I Hate Hamlet takes place in mid-1990’s New York City and follows Andrew Rally, a television actor, as he decides whether to fulfill his newly acquired role, Hamlet, at Shakespeare in the Park. The entirety of the play is set in Rally’s apartment which formerly belonged to legendary Hamlet actor John Barrymore. The fun begins when an evening seance rouses the ghost of John Barrymore, who then proceeds to mentor Rally and encourage him to be the best Hamlet he can be.

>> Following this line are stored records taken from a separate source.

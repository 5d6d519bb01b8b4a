use criterion::{black_box, criterion_group, criterion_main, Criterion};
use feature_engine::{FeatureEncoder, FeatureIndexMap, Submission};

fn bench_encode(c: &mut Criterion) {
    let map: FeatureIndexMap = [
        "age",
        "bmi",
        "children",
        "sex_female",
        "sex_male",
        "smoker_no",
        "smoker_yes",
        "region_northeast",
        "region_northwest",
        "region_southeast",
        "region_southwest",
    ]
    .into_iter()
    .collect();
    let encoder = FeatureEncoder::new(map);

    let submission = Submission::new()
        .with("age", "30")
        .with("sex", "male")
        .with("bmi", "25.0")
        .with("children", "0")
        .with("smoker", "no")
        .with("region", "southeast");

    c.bench_function("encode_full_submission", |b| {
        b.iter(|| encoder.encode(black_box(&submission)))
    });

    let sparse = Submission::new().with("sex", "unknown");
    c.bench_function("encode_sparse_submission", |b| {
        b.iter(|| encoder.encode(black_box(&sparse)))
    });
}

criterion_group!(benches, bench_encode);
criterion_main!(benches);
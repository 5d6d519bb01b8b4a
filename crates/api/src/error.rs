//! API error responses

use axum::http::StatusCode;
use axum::response::{IntoResponse, Response};
use axum::Json;
use feature_engine::FeatureError;
use inference_engine::InferenceError;
use serde_json::json;
use thiserror::Error;
use tracing::error;

/// Errors surfaced by request handlers
#[derive(Debug, Error)]
pub enum ApiError {
    /// Submission could not be parsed or failed validation
    #[error("{0}")]
    InvalidInput(String),

    /// Fields were not recognised and the miss policy is `reject`
    #[error("These fields could not be used: {}", .0.join(", "))]
    IncompleteSubmission(Vec<&'static str>),

    #[error("Malformed request body: {0}")]
    BadRequest(String),

    #[error("Authentication required")]
    Unauthorized,

    #[error("Prediction failed: {0}")]
    Inference(#[from] InferenceError),
}

impl ApiError {
    pub fn status(&self) -> StatusCode {
        match self {
            ApiError::InvalidInput(_) | ApiError::IncompleteSubmission(_) => {
                StatusCode::UNPROCESSABLE_ENTITY
            }
            ApiError::BadRequest(_) => StatusCode::BAD_REQUEST,
            ApiError::Unauthorized => StatusCode::UNAUTHORIZED,
            ApiError::Inference(_) => StatusCode::INTERNAL_SERVER_ERROR,
        }
    }
}

impl From<FeatureError> for ApiError {
    fn from(err: FeatureError) -> Self {
        match err {
            FeatureError::NonScalarValue(_) => ApiError::BadRequest(err.to_string()),
            other => ApiError::InvalidInput(other.to_string()),
        }
    }
}

impl IntoResponse for ApiError {
    fn into_response(self) -> Response {
        let status = self.status();
        if status.is_server_error() {
            error!("Request failed: {}", self);
        }
        (status, Json(json!({ "error": self.to_string() }))).into_response()
    }
}

#[cfg(test)]
mod tests {
    use super::*;

    #[test]
    fn test_status_mapping() {
        assert_eq!(ApiError::Unauthorized.status(), StatusCode::UNAUTHORIZED);
        assert_eq!(
            ApiError::IncompleteSubmission(vec!["sex"]).status(),
            StatusCode::UNPROCESSABLE_ENTITY
        );
        assert_eq!(
            ApiError::from(InferenceError::InferenceFailed("boom".into())).status(),
            StatusCode::INTERNAL_SERVER_ERROR
        );
    }

    #[test]
    fn test_feature_error_mapping() {
        let err = ApiError::from(FeatureError::InvalidNumber {
            field: "age",
            value: "old".into(),
        });
        assert_eq!(err.status(), StatusCode::UNPROCESSABLE_ENTITY);
        assert!(err.to_string().contains("age"));

        let err = ApiError::from(FeatureError::NonScalarValue("bmi".into()));
        assert_eq!(err.status(), StatusCode::BAD_REQUEST);
    }

    #[test]
    fn test_incomplete_message() {
        let err = ApiError::IncompleteSubmission(vec!["sex", "region"]);
        assert_eq!(err.to_string(), "These fields could not be used: sex, region");
    }
}
//! Route handlers

pub mod pages;
pub mod predictions;
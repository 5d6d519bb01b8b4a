//! Regression Inference Engine
//!
//! Loads a trained regression model once and runs single-row predictions
//! on encoded feature vectors. Supports JSON artifacts (linear and tree
//! ensemble) and ONNX graphs through tract.

mod engine;
mod forest;
mod model;
mod onnx;

pub use engine::{InferenceEngine, InferenceResult, Prediction};
pub use forest::{ForestRegressor, RegressionTree, TreeNode};
pub use model::{LinearRegressor, ModelArtifact, Regressor};
pub use onnx::OnnxRegressor;

use thiserror::Error;

/// Errors during model loading or inference
#[derive(Debug, Error)]
pub enum InferenceError {
    #[error("Model load failed: {0}")]
    ModelLoadError(String),
    #[error("Invalid model artifact: {0}")]
    InvalidArtifact(String),
    #[error("Inference failed: {0}")]
    InferenceFailed(String),
    #[error("Invalid input shape: expected {expected}, got {actual}")]
    InvalidInputShape { expected: String, actual: String },
}
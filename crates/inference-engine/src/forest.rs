//! Tree Ensemble Regressor

use crate::model::Regressor;
use crate::InferenceError;
use serde::{Deserialize, Serialize};

/// One node of a regression tree in flat array form
#[derive(Debug, Clone, PartialEq, Serialize, Deserialize)]
#[serde(untagged)]
pub enum TreeNode {
    /// Go to `left` when `row[feature] <= threshold`, otherwise `right`
    Split {
        feature: usize,
        threshold: f64,
        left: usize,
        right: usize,
    },
    Leaf { value: f64 },
}

/// A regression tree; node 0 is the root
#[derive(Debug, Clone, Serialize, Deserialize)]
pub struct RegressionTree {
    pub nodes: Vec<TreeNode>,
}

impl RegressionTree {
    /// Check structure: non-empty, children point forward and in bounds,
    /// split features in range, all numbers finite.
    ///
    /// Forward-only children make every walk terminate.
    fn validate(&self, n_features: usize) -> Result<(), String> {
        if self.nodes.is_empty() {
            return Err("tree has no nodes".into());
        }

        for (idx, node) in self.nodes.iter().enumerate() {
            match *node {
                TreeNode::Split { feature, threshold, left, right } => {
                    if feature >= n_features {
                        return Err(format!(
                            "node {} splits on feature {} but the model has {} features",
                            idx, feature, n_features
                        ));
                    }
                    if !threshold.is_finite() {
                        return Err(format!("node {} has a non-finite threshold", idx));
                    }
                    for child in [left, right] {
                        if child <= idx || child >= self.nodes.len() {
                            return Err(format!("node {} has invalid child {}", idx, child));
                        }
                    }
                }
                TreeNode::Leaf { value } => {
                    if !value.is_finite() {
                        return Err(format!("leaf {} has a non-finite value", idx));
                    }
                }
            }
        }
        Ok(())
    }

    fn predict(&self, row: &[f64]) -> f64 {
        let mut idx = 0;
        loop {
            match self.nodes[idx] {
                TreeNode::Split { feature, threshold, left, right } => {
                    idx = if row[feature] <= threshold { left } else { right };
                }
                TreeNode::Leaf { value } => return value,
            }
        }
    }
}

/// Random-forest style regressor: the mean of its trees' outputs
#[derive(Debug, Clone, Serialize, Deserialize)]
pub struct ForestRegressor {
    pub n_features: usize,
    pub trees: Vec<RegressionTree>,
}

impl ForestRegressor {
    pub fn new(n_features: usize, trees: Vec<RegressionTree>) -> Result<Self, InferenceError> {
        let model = Self { n_features, trees };
        model.validate()?;
        Ok(model)
    }

    pub(crate) fn validate(&self) -> Result<(), InferenceError> {
        if self.n_features == 0 {
            return Err(InferenceError::InvalidArtifact("forest has zero features".into()));
        }
        if self.trees.is_empty() {
            return Err(InferenceError::InvalidArtifact("forest has no trees".into()));
        }
        for (i, tree) in self.trees.iter().enumerate() {
            tree.validate(self.n_features)
                .map_err(|e| InferenceError::InvalidArtifact(format!("tree {}: {}", i, e)))?;
        }
        Ok(())
    }
}

impl Regressor for ForestRegressor {
    fn kind(&self) -> &'static str {
        "forest"
    }

    fn n_features(&self) -> usize {
        self.n_features
    }

    fn predict_row(&self, row: &[f64]) -> Result<f64, InferenceError> {
        let total: f64 = self.trees.iter().map(|tree| tree.predict(row)).sum();
        Ok(total / self.trees.len() as f64)
    }
}
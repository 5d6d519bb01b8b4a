//! Feature Vector Assembly

use crate::index_map::FeatureIndexMap;
use crate::submission::{Field, FieldKind, Submission};
use crate::FeatureError;
use serde::{Deserialize, Serialize};
use tracing::debug;

/// Feature vector for single-row model inference
#[derive(Debug, Clone, PartialEq, Serialize, Deserialize)]
pub struct FeatureVector {
    /// Column values, one per entry of the index map
    pub values: Vec<f64>,
}

impl FeatureVector {
    /// All-zero vector with `len` columns
    pub fn zeros(len: usize) -> Self {
        Self {
            values: vec![0.0; len],
        }
    }

    pub fn len(&self) -> usize {
        self.values.len()
    }

    pub fn is_empty(&self) -> bool {
        self.values.is_empty()
    }

    pub fn as_slice(&self) -> &[f64] {
        &self.values
    }
}

/// Why a field did not reach the vector
#[derive(Debug, Clone, PartialEq, Eq, Serialize)]
#[serde(tag = "reason", content = "key", rename_all = "snake_case")]
pub enum Miss {
    /// Submission has no value for the field
    FieldAbsent,
    /// The column key built from the field is not in the index map
    UnknownKey(String),
}

/// Outcome of encoding one field
#[derive(Debug, Clone, PartialEq, Eq, Serialize)]
#[serde(tag = "status", rename_all = "snake_case")]
pub enum FieldOutcome {
    Found { key: String, index: usize },
    NotFound { miss: Miss },
}

impl FieldOutcome {
    pub fn is_found(&self) -> bool {
        matches!(self, FieldOutcome::Found { .. })
    }
}

/// Per-field outcomes of one encoding, in encoding order
#[derive(Debug, Clone, Default, PartialEq, Eq, Serialize)]
pub struct BuildReport {
    pub outcomes: Vec<(Field, FieldOutcome)>,
}

impl BuildReport {
    /// Number of vector positions that were assigned
    pub fn found_count(&self) -> usize {
        self.outcomes.iter().filter(|(_, o)| o.is_found()).count()
    }

    /// True when every field reached the vector
    pub fn is_complete(&self) -> bool {
        self.outcomes.iter().all(|(_, o)| o.is_found())
    }

    /// Fields that were left at zero
    pub fn missed(&self) -> impl Iterator<Item = (Field, &Miss)> {
        self.outcomes.iter().filter_map(|(field, outcome)| match outcome {
            FieldOutcome::NotFound { miss } => Some((*field, miss)),
            FieldOutcome::Found { .. } => None,
        })
    }

    /// Names of the fields that were left at zero
    pub fn missed_fields(&self) -> Vec<&'static str> {
        self.missed().map(|(field, _)| field.as_str()).collect()
    }
}

/// Encodes submissions against a fixed feature index map
#[derive(Debug, Clone)]
pub struct FeatureEncoder {
    index: FeatureIndexMap,
}

impl FeatureEncoder {
    pub fn new(index: FeatureIndexMap) -> Self {
        Self { index }
    }

    /// The column layout this encoder writes into
    pub fn index(&self) -> &FeatureIndexMap {
        &self.index
    }

    /// Number of columns in every produced vector
    pub fn dimension(&self) -> usize {
        self.index.len()
    }

    /// Encode a submission.
    ///
    /// Numeric values that do not parse as finite numbers fail the whole
    /// encoding. Lookup misses leave their position at zero and are
    /// reported, never raised.
    pub fn encode(&self, submission: &Submission) -> Result<(FeatureVector, BuildReport), FeatureError> {
        let mut vector = FeatureVector::zeros(self.index.len());
        let mut report = BuildReport::default();

        for field in Field::ALL {
            let outcome = self.encode_field(field, submission, &mut vector.values)?;
            if let FieldOutcome::NotFound { miss } = &outcome {
                debug!("Field {} not encoded: {:?}", field.as_str(), miss);
            }
            report.outcomes.push((field, outcome));
        }

        debug!(
            "Encoded submission: {}/{} fields found, {} columns",
            report.found_count(),
            Field::ALL.len(),
            vector.len()
        );

        Ok((vector, report))
    }

    fn encode_field(
        &self,
        field: Field,
        submission: &Submission,
        values: &mut [f64],
    ) -> Result<FieldOutcome, FeatureError> {
        let Some(raw) = submission.get(field) else {
            return Ok(FieldOutcome::NotFound { miss: Miss::FieldAbsent });
        };

        let value = match field.kind() {
            FieldKind::Numeric => parse_number(field, raw)?,
            FieldKind::Categorical => 1.0,
        };

        let key = field.column_key(raw);
        match self.index.get(&key) {
            Some(index) => {
                values[index] = value;
                Ok(FieldOutcome::Found { key, index })
            }
            None => Ok(FieldOutcome::NotFound { miss: Miss::UnknownKey(key) }),
        }
    }
}

/// Parse a raw field value as a finite number, ignoring surrounding whitespace
pub fn parse_finite(raw: &str) -> Option<f64> {
    raw.trim().parse::<f64>().ok().filter(|v| v.is_finite())
}

fn parse_number(field: Field, raw: &str) -> Result<f64, FeatureError> {
    parse_finite(raw).ok_or_else(|| FeatureError::InvalidNumber {
        field: field.as_str(),
        value: raw.to_string(),
    })
}

#[cfg(test)]
mod tests {
    use super::*;

    fn insurance_map() -> FeatureIndexMap {
        [
            "age",
            "bmi",
            "children",
            "sex_female",
            "sex_male",
            "smoker_no",
            "smoker_yes",
            "region_northeast",
            "region_northwest",
            "region_southeast",
            "region_southwest",
        ]
        .into_iter()
        .collect()
    }

    fn full_submission() -> Submission {
        Submission::new()
            .with("age", "30")
            .with("sex", "male")
            .with("bmi", "25.0")
            .with("children", "0")
            .with("smoker", "no")
            .with("region", "southeast")
    }

    #[test]
    fn test_reference_submission() {
        let map = insurance_map();
        let encoder = FeatureEncoder::new(map.clone());

        let (vector, report) = encoder.encode(&full_submission()).unwrap();

        assert_eq!(vector.len(), map.len());
        let at = |name: &str| vector.values[map.get(name).unwrap()];
        assert_eq!(at("age"), 30.0);
        assert_eq!(at("sex_male"), 1.0);
        assert_eq!(at("bmi"), 25.0);
        assert_eq!(at("children"), 0.0);
        assert_eq!(at("smoker_no"), 1.0);
        assert_eq!(at("region_southeast"), 1.0);

        let nonzero = vector.values.iter().filter(|v| **v != 0.0).count();
        assert_eq!(nonzero, 5);
        assert!(report.is_complete());
        assert_eq!(report.found_count(), 6);
    }

    #[test]
    fn test_unseen_category_is_reported() {
        let encoder = FeatureEncoder::new(insurance_map());
        let submission = full_submission().with("sex", "unknown");

        let (vector, report) = encoder.encode(&submission).unwrap();

        assert_eq!(vector.len(), 11);
        assert_eq!(vector.values[3], 0.0);
        assert_eq!(vector.values[4], 0.0);
        assert_eq!(report.missed_fields(), vec!["sex"]);
        let (_, miss) = report.missed().next().unwrap();
        assert_eq!(miss, &Miss::UnknownKey("sex_unknown".to_string()));
    }

    #[test]
    fn test_empty_submission_is_all_zero() {
        let encoder = FeatureEncoder::new(insurance_map());
        let (vector, report) = encoder.encode(&Submission::new()).unwrap();

        assert!(vector.values.iter().all(|v| *v == 0.0));
        assert_eq!(report.found_count(), 0);
        assert!(report.missed().all(|(_, miss)| *miss == Miss::FieldAbsent));
    }

    #[test]
    fn test_numeric_column_missing_from_map() {
        let map: FeatureIndexMap = ["bmi", "sex_male"].into_iter().collect();
        let encoder = FeatureEncoder::new(map);

        let (vector, report) = encoder.encode(&full_submission()).unwrap();
        assert_eq!(vector.values, vec![25.0, 1.0]);
        assert_eq!(report.found_count(), 2);
        assert_eq!(report.missed_fields(), vec!["age", "children", "smoker", "region"]);
    }

    #[test]
    fn test_invalid_number_fails() {
        let encoder = FeatureEncoder::new(insurance_map());
        let submission = full_submission().with("bmi", "heavy");

        let err = encoder.encode(&submission).unwrap_err();
        assert!(matches!(err, FeatureError::InvalidNumber { field: "bmi", .. }));
    }

    #[test]
    fn test_non_finite_number_fails() {
        let encoder = FeatureEncoder::new(insurance_map());
        for raw in ["NaN", "inf", "-infinity"] {
            let submission = Submission::new().with("age", raw);
            assert!(encoder.encode(&submission).is_err(), "{} should be rejected", raw);
        }
    }

    #[test]
    fn test_encoding_twice_gives_equal_vectors() {
        let encoder = FeatureEncoder::new(insurance_map());
        let submission = Submission::new().with("age", "30").with("sex", "male");

        let (first, first_report) = encoder.encode(&submission).unwrap();
        std::thread::sleep(std::time::Duration::from_millis(5));
        let (second, second_report) = encoder.encode(&submission).unwrap();

        assert_eq!(first, second);
        assert_eq!(first_report, second_report);
    }

    #[test]
    fn test_parse_finite() {
        assert_eq!(parse_finite(" 27.9 "), Some(27.9));
        assert_eq!(parse_finite("1e2"), Some(100.0));
        assert_eq!(parse_finite("NaN"), None);
        assert_eq!(parse_finite("inf"), None);
        assert_eq!(parse_finite(""), None);
        assert_eq!(parse_finite("12 kg"), None);
    }

    #[test]
    fn test_whitespace_around_numbers() {
        let encoder = FeatureEncoder::new(insurance_map());
        let (vector, _) = encoder.encode(&Submission::new().with("age", " 42 ")).unwrap();
        assert_eq!(vector.values[0], 42.0);
    }
}
//! Feature Index Map

use crate::FeatureError;
use serde::{Deserialize, Serialize};
use std::collections::HashMap;
use std::path::Path;
use tracing::info;

/// Column layout of the model input: feature name to zero-based position.
///
/// Indices always form a permutation of `0..len`, so a vector of `len`
/// zeros has exactly one slot per feature.
#[derive(Debug, Clone, PartialEq, Eq, Serialize, Deserialize)]
#[serde(try_from = "HashMap<String, usize>", into = "HashMap<String, usize>")]
pub struct FeatureIndexMap {
    columns: HashMap<String, usize>,
}

impl FeatureIndexMap {
    /// Build a map, checking that the indices cover `0..len` exactly once
    pub fn new(columns: HashMap<String, usize>) -> Result<Self, FeatureError> {
        let len = columns.len();
        let mut seen = vec![false; len];

        for (name, &index) in &columns {
            if index >= len {
                return Err(FeatureError::InvalidIndexMap(format!(
                    "column '{}' has index {} but the map only has {} entries",
                    name, index, len
                )));
            }
            if seen[index] {
                return Err(FeatureError::InvalidIndexMap(format!(
                    "index {} is assigned to more than one column",
                    index
                )));
            }
            seen[index] = true;
        }

        Ok(Self { columns })
    }

    /// Load a map from a JSON object file (`{"age": 0, "bmi": 1, ...}`)
    pub fn load(path: impl AsRef<Path>) -> Result<Self, FeatureError> {
        let path = path.as_ref();
        let read_err = |reason: String| FeatureError::IndexMapRead {
            path: path.display().to_string(),
            reason,
        };

        let raw = std::fs::read_to_string(path).map_err(|e| read_err(e.to_string()))?;
        let columns: HashMap<String, usize> =
            serde_json::from_str(&raw).map_err(|e| read_err(e.to_string()))?;
        let map = Self::new(columns)?;

        info!("Loaded feature index map from {} ({} columns)", path.display(), map.len());
        Ok(map)
    }

    /// Position of a column, if the model knows it
    pub fn get(&self, name: &str) -> Option<usize> {
        self.columns.get(name).copied()
    }

    /// Number of columns
    pub fn len(&self) -> usize {
        self.columns.len()
    }

    pub fn is_empty(&self) -> bool {
        self.columns.is_empty()
    }

    /// Column names in index order
    pub fn names(&self) -> Vec<&str> {
        let mut ordered: Vec<(&str, usize)> = self
            .columns
            .iter()
            .map(|(name, &index)| (name.as_str(), index))
            .collect();
        ordered.sort_by_key(|&(_, index)| index);
        ordered.into_iter().map(|(name, _)| name).collect()
    }
}

impl TryFrom<HashMap<String, usize>> for FeatureIndexMap {
    type Error = FeatureError;

    fn try_from(columns: HashMap<String, usize>) -> Result<Self, Self::Error> {
        Self::new(columns)
    }
}

impl From<FeatureIndexMap> for HashMap<String, usize> {
    fn from(map: FeatureIndexMap) -> Self {
        map.columns
    }
}

impl<'a> FromIterator<&'a str> for FeatureIndexMap {
    /// Assigns positions in iteration order. Repeated names keep their first position.
    fn from_iter<I: IntoIterator<Item = &'a str>>(iter: I) -> Self {
        let mut columns = HashMap::new();
        for name in iter {
            let next = columns.len();
            columns.entry(name.to_string()).or_insert(next);
        }
        Self { columns }
    }
}
//! Submission to prediction pipeline: validate, encode, infer.

use crate::error::ApiError;
use data_validator::Validator;
use feature_engine::{FeatureEncoder, Submission};
use inference_engine::InferenceEngine;
use serde::Deserialize;
use std::sync::atomic::{AtomicU64, Ordering};
use tracing::{debug, info, warn};

/// Handling of fields that did not reach the feature vector
#[derive(Debug, Clone, Copy, Default, PartialEq, Eq, Deserialize)]
#[serde(rename_all = "lowercase")]
pub enum MissPolicy {
    /// Predict anyway, log at debug level only
    Ignore,
    /// Predict anyway, log a warning and tell the caller which fields were dropped
    #[default]
    Warn,
    /// Refuse to predict
    Reject,
}

/// A served prediction
#[derive(Debug, Clone)]
pub struct PredictionOutcome {
    pub value: f64,
    /// Fields left at zero; empty unless the policy is `warn`
    pub ignored: Vec<&'static str>,
}

impl PredictionOutcome {
    /// Text shown on the result page
    pub fn bill_text(&self) -> String {
        format!("Expected Bill will be ${:.2}", self.value)
    }
}

/// Everything needed to turn a submission into a prediction
pub struct Predictor {
    validator: Validator,
    encoder: FeatureEncoder,
    engine: InferenceEngine,
    policy: MissPolicy,
    served: AtomicU64,
    refused: AtomicU64,
}

impl Predictor {
    pub fn new(
        validator: Validator,
        encoder: FeatureEncoder,
        engine: InferenceEngine,
        policy: MissPolicy,
    ) -> Self {
        info!(
            "Predictor ready: {} model, {} columns, miss policy {:?}",
            engine.model_kind(),
            encoder.dimension(),
            policy
        );
        Self {
            validator,
            encoder,
            engine,
            policy,
            served: AtomicU64::new(0),
            refused: AtomicU64::new(0),
        }
    }

    /// Validate, encode and run one submission
    pub fn predict(&self, submission: &Submission) -> Result<PredictionOutcome, ApiError> {
        let outcome = self.run(submission);

        match &outcome {
            Ok(_) => {
                self.served.fetch_add(1, Ordering::Relaxed);
                metrics::counter!("predictions_total", "outcome" => "served").increment(1);
            }
            Err(e) => {
                self.refused.fetch_add(1, Ordering::Relaxed);
                metrics::counter!("predictions_total", "outcome" => "refused").increment(1);
                debug!("Prediction refused: {}", e);
            }
        }
        outcome
    }

    fn run(&self, submission: &Submission) -> Result<PredictionOutcome, ApiError> {
        let validation = self.validator.validate_submission(submission);
        if !validation.valid {
            return Err(ApiError::InvalidInput(validation.message()));
        }

        let (vector, report) = self.encoder.encode(submission)?;
        let missed = report.missed_fields();

        let ignored = match self.policy {
            _ if missed.is_empty() => Vec::new(),
            MissPolicy::Ignore => {
                debug!("Ignoring unmatched fields: {:?}", missed);
                Vec::new()
            }
            MissPolicy::Warn => {
                warn!("Predicting with unmatched fields left at zero: {:?}", missed);
                missed
            }
            MissPolicy::Reject => return Err(ApiError::IncompleteSubmission(missed)),
        };

        let result = self.engine.predict(&vector)?;
        metrics::histogram!("prediction_latency_seconds").record(result.latency_us as f64 / 1_000_000.0);
        debug!(
            "Predicted {:.2} in {}us ({} of {} fields used)",
            result.prediction.value,
            result.latency_us,
            report.found_count(),
            report.outcomes.len()
        );

        Ok(PredictionOutcome {
            value: result.prediction.value,
            ignored,
        })
    }

    pub fn engine(&self) -> &InferenceEngine {
        &self.engine
    }

    pub fn policy(&self) -> MissPolicy {
        self.policy
    }

    /// Predictions served since startup
    pub fn served_count(&self) -> u64 {
        self.served.load(Ordering::Relaxed)
    }

    /// Submissions refused since startup
    pub fn refused_count(&self) -> u64 {
        self.refused.load(Ordering::Relaxed)
    }
}
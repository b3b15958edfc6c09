//! Card Breaker - a breakout arcade engine built from business-card text
//!
//! Core modules:
//! - `sim`: Deterministic simulation (ball/paddle physics, block field, game state)
//! - `config`: Explicit session configuration and card data
//! - `raster`: Text rasterization capability traits (headless-testable)
//! - `input`: Host-updated input snapshot
//! - `scheduler`: Frame scheduling state machine

pub mod config;
pub mod input;
pub mod raster;
pub mod scheduler;
pub mod sim;

pub use config::{CardInfo, CardLayout, ConfigError, ElementKind, ElementPalette, GameConfig};
pub use input::InputState;
pub use scheduler::FrameScheduler;

/// Game tuning constants
pub mod consts {
    /// How long keyboard input keeps priority over pointer movement (ms)
    pub const KEYBOARD_PRIORITY_MS: f64 = 500.0;
    /// How long pointer movement counts as "active" (ms)
    pub const POINTER_PRIORITY_MS: f64 = 500.0;

    /// Block recovery defaults (ms)
    pub const BLOCK_RECOVERY_MS: f64 = 10_000.0;
    pub const BLOCK_FADE_IN_MS: f64 = 5_000.0;

    /// Alpha cutoff for the raster scan; anti-aliased fringe pixels stay
    /// below this and must not become blocks
    pub const ALPHA_THRESHOLD: u8 = 20;

    /// Distance past the bottom edge before the ball counts as lost
    pub const LOSS_MARGIN: f32 = 50.0;

    /// Playfield-relative sizing ratios
    pub const PADDLE_WIDTH_RATIO: f32 = 0.4;
    pub const PADDLE_SPEED_RATIO: f32 = 0.015;
    pub const BALL_SPEED_RATIO: f32 = 0.009;
    pub const BALL_RADIUS_RATIO: f32 = 0.012;

    /// Floors for the derived values above
    pub const MIN_PADDLE_SPEED: f32 = 5.0;
    pub const MIN_BALL_SPEED: f32 = 3.0;
    pub const MIN_BALL_RADIUS: f32 = 4.0;

    pub const PADDLE_HEIGHT: f32 = 4.0;
    pub const DESTRUCTION_RADIUS: f32 = 30.0;

    /// Ball spawn offset from the top-right corner
    pub const BALL_SPAWN_INSET: f32 = 50.0;

    /// Particle counts for the two effect kinds
    pub const DESTRUCTION_PARTICLES: usize = 15;
    pub const AREA_EFFECT_PARTICLES: usize = 3;
    pub const IMPACT_PARTICLES: usize = 8;
}
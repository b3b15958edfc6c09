//! Card Breaker headless demo
//!
//! Builds a session from the sample business card, autopilots the paddle
//! under the ball, and drives the frame loop the way a host scheduler would:
//! poll `take_request`, gate on `begin_frame`, run one frame.

use card_breaker::raster::GlyphGridRasterizer;
use card_breaker::sim::GameEngine;
use card_breaker::{CardInfo, CardLayout, GameConfig, InputState};

const FRAME_MS: f64 = 1000.0 / 60.0;
const MAX_FRAMES: u64 = 60 * 120;

fn main() {
    env_logger::init();

    let mut config = GameConfig::for_playfield(640.0, 400.0);
    config.seed = 0xCA4D;

    let mut engine = match GameEngine::new(config, GlyphGridRasterizer::default()) {
        Ok(engine) => engine,
        Err(err) => {
            log::error!("bad configuration: {err}");
            std::process::exit(1);
        }
    };

    engine.load_card(&CardInfo::sample(), CardLayout::Standard);
    log::info!("field ready: {} blocks", engine.blocks().len());

    engine.start();

    let mut input = InputState::default();
    let mut now_ms = 0.0;
    let mut frames = 0u64;

    while frames < MAX_FRAMES && engine.scheduler_mut().take_request() {
        if !engine.scheduler_mut().begin_frame() {
            break;
        }

        // Autopilot: steer with the pointer, keeping it under the ball.
        input.pointer_moved(engine.ball().pos().x, now_ms);
        engine.frame(now_ms, &input);

        now_ms += FRAME_MS;
        frames += 1;
    }

    let state = engine.state();
    let outcome = if state.cleared {
        "cleared"
    } else if state.game_over {
        "game over"
    } else {
        "stopped"
    };
    println!(
        "{outcome} after {frames} frames: score {}, {} particles live",
        state.score,
        engine.particles().len()
    );
}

The actors in Cast B were all equally fantastic in their roles. Each character was able to stand out and add great energy to the overall show. Although the actors were tasked with the challenge of playing the opposite gender, they made it look effortless. The whole production felt very seamless in this regard.

Mr. Jeremy Lum, director of I Hate Hamlet, discussed his inspiration for double casting with a gender-swapped cast and described the fascinating directing process. “[I] wanted to do something with Bellarmine’s Gender Justice Summit, and so this play I double-casted.” Due to the challenge of directing two casts, Mr. Lum was aided by student co-director Arash Shabany ’19. The two would hold separate rehearsals each day, then switched for the last thirty minutes to see what the other had done. He mentioned how this process effectively produced two different shows––Cast A’s show, and Cast B’s show.

Besides the gender-swapped cast, two things stood out about this show. First, the plot and dialogue moved at a great pace and were jam-packed with humor, making for a witty and enjoyable show. Second, the chemistry between the actors was incredible. It was the strength of their performances that really made the show so wonderful, as well as the intimacy of the stage. Set in a simple living room scene in Bellarmine’s Black Box Theatre, the play became much more connected to the audience and left us feeling the actors’ chemistry up close.

Overall, Bellarmine put on an amazing of production of I Hate Hamlet, a very humorous and entertaining show which was made memorable due to its double casting and phenomenal acting. Consider the satirization and defiance of gender norms that Cast A and Cast B hoped to achieve, definitely achieved.